In the world of library management, the governance is often well-organized. The example of
the “justitiethesaurus” shows how different organizations can cooperate effectively and reuse
parts of each other’s vocabulary, with enough flexibility to avoid paralysis. In the world of
structured data, this type of cooperation is still perceived as challenging.
The central theme of this presentation is governance over the vocabulary through which the
operation of an organization is manifested. Based on several examples, lessons learned will
be drawn concerning strategies to organize this type of governance. On the one hand, a
thesaurus must be authoritative so that it offers some measure of stability and quality. On the
other, this authority must be localized enough so as to allow for effective and efficient
decision making.
++++++++++++++++++++++++++++++++++++++++++++++++
LONG ABSTRACT
Taxonomies, thesauri and dictionaries have a long history as a means to capture knowledge
and the language by which it is expressed. In organizational contexts, there is a growing
interest in creating such artefacts. By doing so, organizations strive to attain a variety of
related goals: capturing and dissemination of knowledge, normalization of terminology, and
quality assurance — to mention a few. Increasingly, thesauri play a role in governing the
design and operation of IT-systems. This is an interesting development, as it shifts the control
over what data mean from the IT Department towards the business.

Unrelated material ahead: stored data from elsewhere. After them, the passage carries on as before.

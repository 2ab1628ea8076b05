//! DID Entity Layer: in-transaction construction and per-row invariant
//! checks for a DID (spec §2 "DID Entity Layer", §3 invariants).

use catalog_core::types::{Did, DidType};

/// Extensions that mark a FILE as an archive (spec §3 invariant 6, §4.3
/// step 3: "allowed only if parent name matches archive extension
/// policy"). Matched against the DID `name`, not any separate field —
/// the original implementation has no dedicated archive-type column.
const ARCHIVE_EXTENSIONS: &[&str] = &[".zip", ".tar", ".tar.gz", ".tgz", ".tar.bz2"];

pub fn is_archive_name(name: &str) -> bool {
    let lower = name.to_ascii_lowercase();
    ARCHIVE_EXTENSIONS.iter().any(|ext| lower.ends_with(ext))
}

/// Build a new FILE DID from caller-supplied attributes (spec §4.3.1: new
/// constituent files created implicitly by the Archive sub-routine; spec
/// §6 `add_dids`: explicit single-file creation).
#[allow(clippy::too_many_arguments)]
pub fn new_file(
    scope: impl Into<String>,
    name: impl Into<String>,
    account: impl Into<String>,
    bytes: Option<i64>,
    adler32: Option<String>,
    md5: Option<String>,
    guid: Option<String>,
    events: Option<i64>,
    constituent: bool,
    created_at: i64,
    extra: std::collections::BTreeMap<String, serde_json::Value>,
) -> Did {
    Did {
        scope: scope.into(),
        name: name.into(),
        did_type: DidType::File,
        account: account.into(),
        is_open: true,
        monotonic: false,
        expired_at: None,
        created_at,
        closed_at: None,
        accessed_at: None,
        access_cnt: 0,
        bytes,
        length: Some(1),
        events,
        md5,
        adler32,
        guid,
        availability: Some(catalog_core::types::Availability::Available),
        is_archive: false,
        constituent,
        is_new: false,
        purge_replicas: true,
        hidden: false,
        obsolete: false,
        complete: false,
        suppressed: false,
        extra,
    }
}

/// Build a new DATASET or CONTAINER DID (spec §6 `add_dids`).
pub fn new_collection(
    scope: impl Into<String>,
    name: impl Into<String>,
    did_type: DidType,
    account: impl Into<String>,
    created_at: i64,
    extra: std::collections::BTreeMap<String, serde_json::Value>,
) -> Did {
    debug_assert!(did_type != DidType::File);
    Did {
        scope: scope.into(),
        name: name.into(),
        did_type,
        account: account.into(),
        is_open: true,
        monotonic: false,
        expired_at: None,
        created_at,
        closed_at: None,
        accessed_at: None,
        access_cnt: 0,
        bytes: None,
        length: Some(0),
        events: None,
        md5: None,
        adler32: None,
        guid: None,
        availability: None,
        is_archive: false,
        constituent: false,
        is_new: false,
        purge_replicas: true,
        hidden: false,
        obsolete: false,
        complete: false,
        suppressed: false,
        extra,
    }
}
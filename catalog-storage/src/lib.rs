//! # catalog-storage
//!
//! SQLite persistence layer for the DID catalog engine.
//! WAL mode, explicit transaction handles, per-transaction temp tables,
//! schema bootstrap, typed per-entity query modules.

pub mod connection;
pub mod queries;
pub mod schema;
pub mod temp_tables;
pub mod tx;

pub use connection::DatabaseManager;
pub use temp_tables::{TempTable, TempTableManager};
pub use tx::CatalogTx;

The shift results from a number of trends. As IT systems become larger, more complex and
more important, assuring the quality of the information inside them starts to become an issue.
Managing definition of terms through data dictionaries containing tens or hundreds of
thousands of data items simply doesn’t work. The alternative is a thematically organized
thesaurus with a manageable amount of concepts, with broadly used and standardized
methods to capture semantic relations between terms, and to deal with multilingualism,
synonymy and homonymy.
A second trend is the push for large scale, cross-border integration of IT systems, or rather, of
the information contained in them. Technological interoperability standards, such a SOAP
and REST, have enabled this push. At the same time, however, interoperability at the
semantic level is a matter of human language. The same sociolinguistic principles that govern
human interaction are at work. This means, for instance, that forcing shared data dictionaries
on many organizations in a network in a top-down manner will meet impedance. Yet, this is
the classic paradigm for enabling data exchange. Modern approaches have learned from the
rise of the Web: bottom up, allowing for mismatches by defining mechanisms to deal with
these. What is needed, however, is allowance for “pidginization” and “creolization” — that
is, a language that develops in interaction rather than one being designed by an authority.

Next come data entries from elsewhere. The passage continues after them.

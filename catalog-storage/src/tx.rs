//! `CatalogTx` — the explicit transaction handle threaded through every
//! engine operation, replacing the thread-local session the original
//! implementation assumed (spec §9: "Global session state").

use catalog_core::errors::StorageError;
use catalog_core::types::{Did, DidKey};
use rusqlite::{params, Transaction};

use crate::connection::sqe;
use crate::queries::dids;
use crate::temp_tables::{TempTable, TempTableManager};

/// One transaction's worth of catalog state: the underlying SQLite
/// transaction plus the Temp-Table Manager that mints scratch tables for
/// it (spec §9: "the Temp-Table Manager is a field on that handle").
pub struct CatalogTx<'conn> {
    tx: Transaction<'conn>,
    pub temp_tables: TempTableManager,
}

impl<'conn> CatalogTx<'conn> {
    pub(crate) fn new(tx: Transaction<'conn>) -> Self {
        Self {
            tx,
            temp_tables: TempTableManager::new(),
        }
    }

    /// Raw access to the underlying SQLite transaction, for query modules.
    pub fn raw(&self) -> &Transaction<'conn> {
        &self.tx
    }

    pub fn commit(self) -> Result<(), StorageError> {
        self.tx.commit().map_err(sqe)
    }

    pub fn rollback(self) -> Result<(), StorageError> {
        self.tx.rollback().map_err(sqe)
    }

    /// Row-lock read: fetch a DID and lock it against concurrent
    /// attach/detach (spec §4.1, §4.3 step 2, §4.4 step 1, §4.6 step 1).
    ///
    /// SQLite has no per-row locking; `BEGIN IMMEDIATE` (taken in
    /// `DatabaseManager::begin`) already holds the whole-database write
    /// lock for the lifetime of this transaction, so this is a plain read
    /// documented as the row-lock hook for a future multi-writer backend.
    pub fn lock_did_for_update(&self, key: &DidKey) -> Result<Option<Did>, StorageError> {
        dids::get_did(&self.tx, key)
    }

    /// Mint an empty `(scope, name)` scratch table for this transaction
    /// (spec §4.2). A thin wrapper so callers holding only `&mut CatalogTx`
    /// don't have to split the `tx`/`temp_tables` fields themselves.
    pub fn mint_did_key_table(&mut self) -> Result<TempTable, StorageError> {
        self.temp_tables.mint_did_keys(&self.tx)
    }

    /// Bump `accessed_at`/`access_cnt` on a DID (spec §3: `access_cnt`,
    /// `accessed_at`). Used by read operations that touch a DID.
    pub fn touch_did(&self, key: &DidKey, now: i64) -> Result<(), StorageError> {
        self.tx
            .execute(
                "UPDATE dids SET accessed_at = ?1, access_cnt = access_cnt + 1 \
                 WHERE scope = ?2 AND name = ?3",
                params![now, key.scope, key.name],
            )
            .map_err(sqe)?;
        Ok(())
    }
}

Technology providers respond to these trends in innovative ways. Standards-compliant
thesaurus management software offers an increasing number of features. This includes
automatic “seeding” of a thesaurus by mining the DBPedia or large text corpora, but also
relatively simple but highly effective mechanisms to govern “pick lists” such as “gender:
{male, female, undisclosed}”, so that software applications used in business processes
literally use the thesaurus as the single source of reference data. An exciting development is
adding features that leverage semantic integration through Linked Data technologies.

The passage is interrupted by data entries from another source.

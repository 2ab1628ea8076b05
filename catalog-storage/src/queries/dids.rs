//! `dids` table queries.

use std::collections::BTreeMap;

use catalog_core::errors::StorageError;
use catalog_core::types::{Availability, Did, DidKey, DidType};
use rusqlite::{params, OptionalExtension, Row, Transaction};

use crate::connection::sqe;

fn did_type_str(t: DidType) -> &'static str {
    t.as_str()
}

fn parse_did_type(s: &str) -> Result<DidType, StorageError> {
    DidType::from_str_opt(s).ok_or_else(|| StorageError::SqliteError {
        message: format!("unknown did_type in storage: {s}"),
    })
}

fn parse_extra(s: &str) -> BTreeMap<String, serde_json::Value> {
    serde_json::from_str(s).unwrap_or_default()
}

fn dump_extra(extra: &BTreeMap<String, serde_json::Value>) -> String {
    serde_json::to_string(extra).unwrap_or_else(|_| "{}".to_string())
}

fn row_to_did(row: &Row<'_>) -> rusqlite::Result<Did> {
    let did_type_s: String = row.get("did_type")?;
    let availability_s: Option<String> = row.get("availability")?;
    let extra_s: String = row.get("extra_json")?;
    Ok(Did {
        scope: row.get("scope")?,
        name: row.get("name")?,
        did_type: DidType::from_str_opt(&did_type_s).unwrap_or(DidType::File),
        account: row.get("account")?,
        is_open: row.get("is_open")?,
        monotonic: row.get("monotonic")?,
        expired_at: row.get("expired_at")?,
        created_at: row.get("created_at")?,
        closed_at: row.get("closed_at")?,
        accessed_at: row.get("accessed_at")?,
        access_cnt: row.get("access_cnt")?,
        bytes: row.get("bytes")?,
        length: row.get("length")?,
        events: row.get("events")?,
        md5: row.get("md5")?,
        adler32: row.get("adler32")?,
        guid: row.get("guid")?,
        availability: availability_s.as_deref().and_then(Availability::from_str_opt),
        is_archive: row.get("is_archive")?,
        constituent: row.get("constituent")?,
        is_new: row.get("is_new")?,
        purge_replicas: row.get("purge_replicas")?,
        hidden: row.get("hidden")?,
        obsolete: row.get("obsolete")?,
        complete: row.get("complete")?,
        suppressed: row.get("suppressed")?,
        extra: parse_extra(&extra_s),
    })
}

const SELECT_COLUMNS: &str = "scope, name, did_type, account, is_open, monotonic, expired_at, \
     created_at, closed_at, accessed_at, access_cnt, bytes, length, events, md5, adler32, guid, \
     availability, is_archive, constituent, is_new, purge_replicas, hidden, obsolete, complete, \
     suppressed, extra_json";

/// Fetch one DID by key.
pub fn get_did(tx: &Transaction<'_>, key: &DidKey) -> Result<Option<Did>, StorageError> {
    let sql = format!("SELECT {SELECT_COLUMNS} FROM dids WHERE scope = ?1 AND name = ?2");
    tx.query_row(&sql, params![key.scope, key.name], row_to_did)
        .optional()
        .map_err(sqe)
}

/// Insert a brand-new DID (spec §4.3.1/§4.3.2: created implicitly via
/// attach; spec §6 `add_dids`: created explicitly).
pub fn insert_did(tx: &Transaction<'_>, did: &Did) -> Result<(), StorageError> {
    tx.execute(
        "INSERT INTO dids (\
            scope, name, did_type, account, is_open, monotonic, expired_at, created_at, \
            closed_at, accessed_at, access_cnt, bytes, length, events, md5, adler32, guid, \
            availability, is_archive, constituent, is_new, purge_replicas, hidden, obsolete, \
            complete, suppressed, extra_json) \
         VALUES (?1,?2,?3,?4,?5,?6,?7,?8,?9,?10,?11,?12,?13,?14,?15,?16,?17,?18,?19,?20,?21,?22,?23,?24,?25,?26,?27)",
        params![
            did.scope,
            did.name,
            did_type_str(did.did_type),
            did.account,
            did.is_open,
            did.monotonic,
            did.expired_at,
            did.created_at,
            did.closed_at,
            did.accessed_at,
            did.access_cnt,
            did.bytes,
            did.length,
            did.events,
            did.md5,
            did.adler32,
            did.guid,
            did.availability.map(Availability::as_str),
            did.is_archive,
            did.constituent,
            did.is_new,
            did.purge_replicas,
            did.hidden,
            did.obsolete,
            did.complete,
            did.suppressed,
            dump_extra(&did.extra),
        ],
    )
    .map_err(sqe)?;
    Ok(())
}

/// Bulk-insert new DIDs (spec §4.3.1: "Bulk-insert new DIDs").
pub fn bulk_insert_dids(tx: &Transaction<'_>, dids: &[Did]) -> Result<(), StorageError> {
    for did in dids {
        insert_did(tx, did)?;
    }
    Ok(())
}

/// Mark a set of FILE DIDs `constituent = true` (spec §4.3.1: "flip
/// `constituent` on any pre-existing FILEs that needed it").
pub fn mark_constituent(tx: &Transaction<'_>, keys: &[DidKey]) -> Result<(), StorageError> {
    let mut stmt = tx
        .prepare_cached("UPDATE dids SET constituent = 1 WHERE scope = ?1 AND name = ?2")
        .map_err(sqe)?;
    for key in keys {
        stmt.execute(params![key.scope, key.name]).map_err(sqe)?;
    }
    Ok(())
}

/// Set `is_archive = true` on a set of DIDs (spec §4.3.1: "propagate
/// `is_archive=true`" / §4.3.2: "If the child FILE is itself an archive").
pub fn mark_is_archive(tx: &Transaction<'_>, keys: &[DidKey]) -> Result<(), StorageError> {
    let mut stmt = tx
        .prepare_cached("UPDATE dids SET is_archive = 1 WHERE scope = ?1 AND name = ?2")
        .map_err(sqe)?;
    for key in keys {
        stmt.execute(params![key.scope, key.name]).map_err(sqe)?;
    }
    Ok(())
}

/// Close a DATASET/CONTAINER: freeze aggregates and flip `is_open`
/// (spec §4.6 steps 3-5).
#[allow(clippy::too_many_arguments)]
pub fn close_did(
    tx: &Transaction<'_>,
    key: &DidKey,
    closed_at: i64,
    bytes: i64,
    length: i64,
    events: i64,
    mark_new: bool,
) -> Result<(), StorageError> {
    tx.execute(
        "UPDATE dids SET is_open = 0, closed_at = ?1, bytes = ?2, length = ?3, events = ?4, \
         is_new = CASE WHEN ?5 THEN 1 ELSE is_new END \
         WHERE scope = ?6 AND name = ?7",
        params![closed_at, bytes, length, events, mark_new, key.scope, key.name],
    )
    .map_err(sqe)?;
    Ok(())
}

/// Reopen a closed DATASET/CONTAINER (spec §4.6: "Reopen requires the DID
/// currently be closed").
pub fn reopen_did(tx: &Transaction<'_>, key: &DidKey) -> Result<(), StorageError> {
    tx.execute(
        "UPDATE dids SET is_open = 1, closed_at = NULL WHERE scope = ?1 AND name = ?2",
        params![key.scope, key.name],
    )
    .map_err(sqe)?;
    Ok(())
}

/// Decrement a DATASET/CONTAINER's cached aggregates (spec §4.4 step 3).
pub fn decrement_parent_aggregates(
    tx: &Transaction<'_>,
    key: &DidKey,
    bytes_delta: Option<i64>,
    events_delta: Option<i64>,
) -> Result<(), StorageError> {
    tx.execute(
        "UPDATE dids SET \
            length = COALESCE(length, 0) - 1, \
            bytes = CASE WHEN ?1 IS NOT NULL AND bytes IS NOT NULL THEN bytes - ?1 ELSE bytes END, \
            events = CASE WHEN ?2 IS NOT NULL AND events IS NOT NULL THEN events - ?2 ELSE events END \
         WHERE scope = ?3 AND name = ?4",
        params![bytes_delta, events_delta, key.scope, key.name],
    )
    .map_err(sqe)?;
    Ok(())
}

/// Clear `expired_at` (spec §4.5 Phase G for files; §4.10 resurrect).
pub fn clear_expiry(tx: &Transaction<'_>, key: &DidKey) -> Result<(), StorageError> {
    tx.execute(
        "UPDATE dids SET expired_at = NULL WHERE scope = ?1 AND name = ?2",
        params![key.scope, key.name],
    )
    .map_err(sqe)?;
    Ok(())
}

/// Set `expired_at` (spec §4.5 Phase A: "set the DID's lifetime to 24h"
/// on soft-expire).
pub fn set_expiry(tx: &Transaction<'_>, key: &DidKey, expires_at: i64) -> Result<(), StorageError> {
    tx.execute(
        "UPDATE dids SET expired_at = ?1 WHERE scope = ?2 AND name = ?3",
        params![expires_at, key.scope, key.name],
    )
    .map_err(sqe)?;
    Ok(())
}

/// Delete a DID row outright (spec §4.5 Phase G, for collections).
pub fn delete_did(tx: &Transaction<'_>, key: &DidKey) -> Result<(), StorageError> {
    tx.execute(
        "DELETE FROM dids WHERE scope = ?1 AND name = ?2",
        params![key.scope, key.name],
    )
    .map_err(sqe)?;
    Ok(())
}

/// Mark BadReplica-adjacent availability change is out of scope (replicas
/// are external); this only flips the in-catalog `availability` cache on a
/// FILE DID, used by tests that simulate a file going LOST.
pub fn set_availability(
    tx: &Transaction<'_>,
    key: &DidKey,
    availability: Availability,
) -> Result<(), StorageError> {
    tx.execute(
        "UPDATE dids SET availability = ?1 WHERE scope = ?2 AND name = ?3",
        params![availability.as_str(), key.scope, key.name],
    )
    .map_err(sqe)?;
    Ok(())
}

/// A page of DIDs with `expired_at` set, ordered by `expired_at` ascending
/// (spec §4.7). Sharding by worker is applied by the caller (client-side
/// stable hash, since SQLite has no hash-pushdown predicate).
pub fn select_expired_candidates(
    tx: &Transaction<'_>,
    limit: i64,
) -> Result<Vec<(DidKey, DidType, i64, bool)>, StorageError> {
    let mut stmt = tx
        .prepare_cached(
            "SELECT scope, name, did_type, created_at, purge_replicas FROM dids \
             WHERE expired_at IS NOT NULL AND expired_at < strftime('%s','now') \
             ORDER BY expired_at ASC LIMIT ?1",
        )
        .map_err(sqe)?;
    let rows = stmt
        .query_map(params![limit], |row| {
            let did_type_s: String = row.get(2)?;
            Ok((
                DidKey::new(row.get::<_, String>(0)?, row.get::<_, String>(1)?),
                did_type_s,
                row.get::<_, i64>(3)?,
                row.get::<_, bool>(4)?,
            ))
        })
        .map_err(sqe)?;
    let mut out = Vec::new();
    for row in rows {
        let (key, did_type_s, created_at, purge_replicas) = row.map_err(sqe)?;
        out.push((key, parse_did_type(&did_type_s)?, created_at, purge_replicas));
    }
    Ok(out)
}

/// DIDs flagged `is_new = true` of a given type (spec §4.7).
pub fn select_new_candidates(
    tx: &Transaction<'_>,
    did_type: DidType,
    limit: i64,
    offset: i64,
) -> Result<Vec<DidKey>, StorageError> {
    let mut stmt = tx
        .prepare_cached(
            "SELECT scope, name FROM dids WHERE is_new = 1 AND did_type = ?1 \
             LIMIT ?2 OFFSET ?3",
        )
        .map_err(sqe)?;
    let rows = stmt
        .query_map(params![did_type_str(did_type), limit, offset], |row| {
            Ok(DidKey::new(row.get::<_, String>(0)?, row.get::<_, String>(1)?))
        })
        .map_err(sqe)?;
    let mut out = Vec::new();
    for row in rows {
        out.push(row.map_err(sqe)?);
    }
    Ok(out)
}

/// Fetch every live DID whose `(scope, name)` is staged in a
/// `(scope, name)`-shaped temp table (spec §4.3: "Outer-join children
/// against DIDs to detect which already exist"). `temp_table` must be a
/// table name minted by `TempTableManager::mint_did_keys` — it is
/// interpolated directly since SQLite has no table-name bind parameter,
/// never from caller-controlled input.
pub fn select_existing_by_temp_keys(
    tx: &Transaction<'_>,
    temp_table: &str,
) -> Result<Vec<Did>, StorageError> {
    let sql = format!(
        "SELECT {SELECT_COLUMNS} FROM dids \
         JOIN {temp_table} t ON t.scope = dids.scope AND t.name = dids.name"
    );
    let mut stmt = tx.prepare(&sql).map_err(sqe)?;
    let rows = stmt.query_map([], row_to_did).map_err(sqe)?;
    let mut out = Vec::new();
    for row in rows {
        out.push(row.map_err(sqe)?);
    }
    Ok(out)
}

/// Insert a batch of `(scope, name)` keys into a staged temp table (spec
/// §4.3 step 1: "Create/clear a temp table of children, insert all child
/// keys").
pub fn insert_keys_into_temp(
    tx: &Transaction<'_>,
    temp_table: &str,
    keys: &[DidKey],
) -> Result<(), StorageError> {
    let sql = format!("INSERT INTO {temp_table} (scope, name) VALUES (?1, ?2)");
    let mut stmt = tx.prepare_cached(&sql).map_err(sqe)?;
    for key in keys {
        stmt.execute(params![key.scope, key.name]).map_err(sqe)?;
    }
    Ok(())
}

/// Clear `is_new` on one DID, used by `list_new_dids` consumers and tests.
pub fn clear_is_new(tx: &Transaction<'_>, key: &DidKey) -> Result<(), StorageError> {
    tx.execute(
        "UPDATE dids SET is_new = 0 WHERE scope = ?1 AND name = ?2",
        params![key.scope, key.name],
    )
    .map_err(sqe)?;
    Ok(())
}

A recent example of the latter development is an open thesaurus for legal terms published by
Wolters Kluwer Germany (http://vocabulary.wolterskluwer.de), which is a controlled
vocabulary enriched with information from DBPedia and Eurovoc.
We will present an analysis of these and related trends. We also reflect on the different
strategies to deal with polysemy, idiosyncrasies, and multilingualism. Finally, we discuss
ways to organize the processes for creating and managing the vocabulary and their
governance. Finally, we discuss a real-world case.